Un alma bien atravesada debia ser la del buey que se vanagloriase de reclamar como de su pertenencia aquel producto. En mi concepto, la composicion de aquel comistrajo, tenia tanta carne de buey, como de unicornio el puré de guisantes. Respecto al verdadero origen de aquella carne, corrian las noticias más singulares, lo cual demostraba lo difícil y peliagudo de la disquisicion. Segun los recuerdos y memorias antiguas del colegio, en el consabido pastel se habian encontrado elementos más inconexos y más absurdos, así es que los discípulos, amedrentados, apartaban de sí aquellas sustancias que por su aspecto y su sabor no tenian ninguna relacion con la raza bovina, prefiriendo ¡tan poco mérito les concedian! pasar hambre que comer el pastel.
Mas prescindiendo del elemento principal y constitutivo del plato, habia otros con respecto á los cuales sabíamos á qué atenernos, por más que no formaran parte de ninguna receta culinaria.

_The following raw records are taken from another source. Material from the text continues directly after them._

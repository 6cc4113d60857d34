//! `WebAuthn` verification error types
//!
//! Every rejected ceremony ends in exactly one [`VerificationError`]. The
//! variant names the failed check and carries the offending field or value.

use std::fmt;

use thiserror::Error;

use super::attestation::AttestationType;
use super::trust::ChainError;

/// Reasons a registration or authentication ceremony is rejected
#[derive(Debug, Clone, PartialEq, Eq, Error)]
pub enum VerificationError {
    /// Structural decode failure
    #[error("malformed {field}: {reason}")]
    MalformedInput { field: String, reason: String },

    /// A value was decoded but is semantically invalid
    #[error("constraint violation on {field}: {reason}")]
    ConstraintViolation { field: String, reason: String },

    #[error("signature mismatch: {context}")]
    SignatureMismatch { context: String },

    #[error("untrusted attestation: {reason}")]
    UntrustedAttestation { reason: String },

    #[error("signature counter regression: stored {stored}, received {received}")]
    CounterRegression { stored: u32, received: u32 },

    #[error("origin '{origin}' is not allowed")]
    OriginMismatch { origin: String },

    #[error("challenge does not match the expected value")]
    ChallengeMismatch,

    #[error("client data type mismatch: expected '{expected}', got '{actual}'")]
    TypeMismatch { expected: String, actual: String },

    #[error("token binding id does not match")]
    TokenBindingMismatch,

    #[error("rpIdHash does not match SHA-256 of the relying party id")]
    RpIdHashMismatch,

    #[error("user present flag is not set")]
    UserNotPresent,

    #[error("user verified flag is not set")]
    UserNotVerified,

    #[error("extension '{0}' was returned but not requested")]
    UnexpectedExtension(String),

    #[error("attestation type {0} is not accepted")]
    AttestationTypeNotAccepted(AttestationType),

    #[error("unsupported algorithm: {0}")]
    UnsupportedAlgorithm(i64),

    #[error("unsupported attestation format: {0}")]
    UnsupportedAttestationFormat(String),
}

/// Flat classification of [`VerificationError`] for matching and reporting
#[derive(Debug, Clone, Copy, PartialEq, Eq, Hash)]
pub enum ErrorKind {
    MalformedInput,
    ConstraintViolation,
    SignatureMismatch,
    UntrustedAttestation,
    CounterRegression,
    OriginMismatch,
    ChallengeMismatch,
    TypeMismatch,
    TokenBindingMismatch,
    RpIdHashMismatch,
    UserNotPresent,
    UserNotVerified,
    UnexpectedExtension,
    AttestationTypeNotAccepted,
    UnsupportedAlgorithm,
    UnsupportedAttestationFormat,
}

impl VerificationError {
    pub fn malformed(field: impl Into<String>, reason: impl Into<String>) -> Self {
        Self::MalformedInput {
            field: field.into(),
            reason: reason.into(),
        }
    }

    pub fn constraint(field: impl Into<String>, reason: impl Into<String>) -> Self {
        Self::ConstraintViolation {
            field: field.into(),
            reason: reason.into(),
        }
    }

    pub fn signature(context: impl Into<String>) -> Self {
        Self::SignatureMismatch {
            context: context.into(),
        }
    }

    pub fn untrusted(reason: impl Into<String>) -> Self {
        Self::UntrustedAttestation {
            reason: reason.into(),
        }
    }

    #[must_use]
    pub fn kind(&self) -> ErrorKind {
        match self {
            Self::MalformedInput { .. } => ErrorKind::MalformedInput,
            Self::ConstraintViolation { .. } => ErrorKind::ConstraintViolation,
            Self::SignatureMismatch { .. } => ErrorKind::SignatureMismatch,
            Self::UntrustedAttestation { .. } => ErrorKind::UntrustedAttestation,
            Self::CounterRegression { .. } => ErrorKind::CounterRegression,
            Self::OriginMismatch { .. } => ErrorKind::OriginMismatch,
            Self::ChallengeMismatch => ErrorKind::ChallengeMismatch,
            Self::TypeMismatch { .. } => ErrorKind::TypeMismatch,
            Self::TokenBindingMismatch => ErrorKind::TokenBindingMismatch,
            Self::RpIdHashMismatch => ErrorKind::RpIdHashMismatch,
            Self::UserNotPresent => ErrorKind::UserNotPresent,
            Self::UserNotVerified => ErrorKind::UserNotVerified,
            Self::UnexpectedExtension(_) => ErrorKind::UnexpectedExtension,
            Self::AttestationTypeNotAccepted(_) => ErrorKind::AttestationTypeNotAccepted,
            Self::UnsupportedAlgorithm(_) => ErrorKind::UnsupportedAlgorithm,
            Self::UnsupportedAttestationFormat(_) => ErrorKind::UnsupportedAttestationFormat,
        }
    }

    /// The offending field, for the variants that name one
    #[must_use]
    pub fn field(&self) -> Option<&str> {
        match self {
            Self::MalformedInput { field, .. } | Self::ConstraintViolation { field, .. } => {
                Some(field.as_str())
            }
            Self::OriginMismatch { .. } => Some("origin"),
            Self::ChallengeMismatch => Some("challenge"),
            Self::TypeMismatch { .. } => Some("type"),
            Self::TokenBindingMismatch => Some("tokenBinding"),
            Self::RpIdHashMismatch => Some("rpIdHash"),
            Self::CounterRegression { .. } => Some("signCount"),
            Self::UnexpectedExtension(id) => Some(id.as_str()),
            _ => None,
        }
    }
}

impl fmt::Display for ErrorKind {
    fn fmt(&self, f: &mut fmt::Formatter<'_>) -> fmt::Result {
        let name = match self {
            Self::MalformedInput => "MALFORMED_INPUT",
            Self::ConstraintViolation => "CONSTRAINT_VIOLATION",
            Self::SignatureMismatch => "SIGNATURE_MISMATCH",
            Self::UntrustedAttestation => "UNTRUSTED_ATTESTATION",
            Self::CounterRegression => "COUNTER_REGRESSION",
            Self::OriginMismatch => "ORIGIN_MISMATCH",
            Self::ChallengeMismatch => "CHALLENGE_MISMATCH",
            Self::TypeMismatch => "TYPE_MISMATCH",
            Self::TokenBindingMismatch => "TOKEN_BINDING_MISMATCH",
            Self::RpIdHashMismatch => "RP_ID_HASH_MISMATCH",
            Self::UserNotPresent => "USER_NOT_PRESENT",
            Self::UserNotVerified => "USER_NOT_VERIFIED",
            Self::UnexpectedExtension => "UNEXPECTED_EXTENSION",
            Self::AttestationTypeNotAccepted => "ATTESTATION_TYPE_NOT_ACCEPTED",
            Self::UnsupportedAlgorithm => "UNSUPPORTED_ALGORITHM",
            Self::UnsupportedAttestationFormat => "UNSUPPORTED_ATTESTATION_FORMAT",
        };
        f.write_str(name)
    }
}

impl From<ChainError> for VerificationError {
    fn from(err: ChainError) -> Self {
        Self::untrusted(err.to_string())
    }
}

Sholto Shillito, por ejemplo, que era un tragon de primer órden, embauló un dia valientemente la parte que le habia tocado, pero tuvo que separar antes con mucha pulcritud tres dedo y un pedazo de pulgar de guante viejo.
Durante las primeras semanas de cada semestre, esto es, mientras nos duraba el dinero recogido en nuestras casas, podíamos, merced á la banasta de Hannag, remediarnos en algo; pero en cuanto se acababa el dinero, el hambre se enseñoreaba de nosotros.